2. As of September 30, 1999, the Company had uncommitted bank lines of
credit of $115 million available at variable interest rates. The average amount
drawn on these lines during the first nine months of 1999 was $1.5 million at a
weighted average interest rate of 5.12%. As of September 30, 1999, no amounts
were outstanding under these lines of credit. No amounts were drawn on these
lines during 1998 and there was no outstanding balance at December 31, 1998. The
Company also had committed lines of credit of $650 million available for
borrowing and as support for commercial paper. As of September 30, 1999 and
December 31, 1998, the Company had no commercial paper outstanding and no
indebtedness outstanding under its committed lines of credit. Additionally, the
Company had a shelf registration in place to issue up to $300 million in
medium-term notes. Such notes could be used for general corporate purposes,
including working capital, capital expenditures, possible acquisitions and
repayment or repurchase of outstanding indebtedness and other securities of the
Company. As of September 30, 1999 and December 31, 1998, no such notes were
issued or outstanding.
3. The Company's total comprehensive income for the quarters ended
September 30, 1999 and 1998 was $49.6 million and $.1 million, respectively.
Total comprehensive income for the first nine months of 1999 and 1998 was $144.1
million and $86.2 million, respectively. The Company's total comprehensive
income consists of net income, unrealized holding gains and losses on securities
and foreign currency translation adjustments.

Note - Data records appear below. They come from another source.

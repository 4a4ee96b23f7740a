use std::fmt;

pub type ReportResult<T> = Result<T, ReportError>;

/// Which uploaded file a parse failure refers to.
#[derive(Debug, Clone, Copy, PartialEq, Eq)]
pub enum InputKind {
    TemperatureLog,
    ReportTemplate,
}

impl fmt::Display for InputKind {
    fn fmt(&self, f: &mut fmt::Formatter<'_>) -> fmt::Result {
        match self {
            InputKind::TemperatureLog => write!(f, "temperature log"),
            InputKind::ReportTemplate => write!(f, "report template"),
        }
    }
}

/// Every way a report run can fail. All of them end the run.
#[derive(thiserror::Error, Debug)]
pub enum ReportError {
    #[error("{}", .0.join("\n"))]
    Validation(Vec<String>),

    #[error("Failed to read the {file}: {reason}")]
    Parse { file: InputKind, reason: String },

    #[error(
        "No numeric temperature found in column {} of the log; cannot locate the 60 s reference point",
        .column + 1
    )]
    AnchorNotFound { column: usize },

    #[error("I/O error: {0}")]
    Io(#[from] std::io::Error),

    #[error("Failed to write the report workbook: {0}")]
    Write(#[from] rust_xlsxwriter::XlsxError),
}

impl ReportError {
    pub fn parse(file: InputKind, reason: impl fmt::Display) -> Self {
        ReportError::Parse {
            file,
            reason: reason.to_string(),
        }
    }
}

#[cfg(test)]
mod tests {
    use super::*;

    #[test]
    fn validation_messages_are_listed_one_per_line() {
        let err = ReportError::Validation(vec!["first".into(), "second".into()]);
        assert_eq!(err.to_string(), "first\nsecond");
    }

    #[test]
    fn parse_failure_names_the_file() {
        let err = ReportError::parse(InputKind::ReportTemplate, "bad zip");
        assert_eq!(err.to_string(), "Failed to read the report template: bad zip");
    }

    #[test]
    fn anchor_message_uses_one_based_column() {
        let err = ReportError::AnchorNotFound { column: 3 };
        assert!(err.to_string().contains("column 4"));
    }
}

4. The following table reflects the calculation of basic and diluted
earnings per share (dollars and shares outstanding in thousands, except per
share amounts).
5
5. During 1997, a judgment was entered against Deluxe Electronic Payment
Systems, Inc. (DEPS) in the U.S. District Court for the Western District of
Pennsylvania. The case was brought against DEPS by Mellon Bank (Mellon) in
connection with a potential bid to provide electronic benefit transfer services
for the Southern Alliance of States. In September 1997, the Company recorded a
pretax charge of $40 million to reserve for this judgment and other related
costs. In the third quarter of 1998, Mellon's motion for prejudgment interest
was denied by the District Court and the Company reversed $4.2 million of the
$40 million liability. At December 31, 1998, the remaining liability of $34.4
million was classified as other accrued liabilities in the consolidated balance
sheet.
In January 1999, the Company's appeal of this judgment was denied by the Third
Circuit Court of Appeals and the Company paid $32.2 million to Mellon in
February 1999. The portion of the reserve remaining after the payment of this
judgement ($2.1 million) was reversed in the first quarter of 1999 and is
reflected in other income in the consolidated statement of income for the nine
months ended September 30, 1999. The Company's petition for a further review of
this judgment was denied by the United States Supreme Court in June 1999.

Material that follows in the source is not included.